The result is a change in the sound of the voice (e.g. hoarseness) and in the vocal performance (rapid voice fatigue, limited voice capacity etc.).
In speaking-intensive professions (teachers, trainers, moderators, employees in call centers, etc.), functional dysphonia is caused by excessive vocal exertion or overload (also called ponogenic dysphonia or occupational dysphonia).
If functional dysphonia is not treated, secondary organic voice disorders (e.g. nodules) can develop.

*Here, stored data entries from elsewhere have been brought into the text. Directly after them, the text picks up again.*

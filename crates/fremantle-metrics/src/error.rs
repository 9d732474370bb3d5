//! Error types for metric configuration and evaluation.

use fremantle_data::DataError;
use thiserror::Error;

/// Result type for metric operations.
pub type Result<T> = std::result::Result<T, MetricError>;

/// Errors raised by the metrics engine.
///
/// Insufficient data is never represented here; it resolves to an absent
/// metric value instead.
#[derive(Debug, Error)]
pub enum MetricError {
    /// The metric table is invalid
    #[error("Invalid metric configuration: {0}")]
    Config(#[from] ConfigError),

    /// A filter bound could not be parsed
    #[error("Invalid bound for {key}: {value:?}")]
    InvalidBound {
        /// Request parameter name
        key: String,
        /// Raw parameter value
        value: String,
    },

    /// The data source failed
    #[error(transparent)]
    Data(#[from] DataError),
}

/// Problems detected when a metric table is loaded.
#[derive(Debug, Clone, PartialEq, Eq, Error)]
pub enum ConfigError {
    /// Policy given the wrong number of line items
    #[error("metric {metric}: {policy} takes {expected} line item(s), got {actual}")]
    Arity {
        /// Metric name
        metric: String,
        /// Policy name
        policy: &'static str,
        /// Line items the policy consumes
        expected: usize,
        /// Line items configured
        actual: usize,
    },

    /// Two metrics share a name
    #[error("duplicate metric name: {0}")]
    DuplicateName(String),

    /// Two metrics share a filter prefix
    #[error("duplicate filter prefix: {0}")]
    DuplicatePrefix(String),

    /// A metric name, prefix or line item is blank
    #[error("metric {metric}: {field} is empty")]
    Empty {
        /// Metric name (may itself be blank)
        metric: String,
        /// Offending field
        field: &'static str,
    },
}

Functional dysphonia can be distinguished as follows:
- Hyperfunctional dysphonia:
This is characterized by an increased effort of the phonation (voice) and respiratory muscles. The voice is usually loud and sounds hoarse, rough, strained. As a result, it quickly tires when exerted. It can be too low, but it can also be too high. As a rule, there is an increased body tension with a tendency to high breathing and an increased breathing rate. Patients often tend to have increased body tension, especially in the shoulder, neck and jaw area.
- Hypofunctional dysphonia:
This is characterized by a reduced expenditure of force. The voice is usually very soft and powerless and sounds hoarse, breathy, monotonous. It is not very resilient. As a rule, there is a reduced body tension with a tendency to high breathing and an increased breathing rate.
There are also mixed forms of hyper- and hypofunctional voice disorders with primary and secondary components of one form.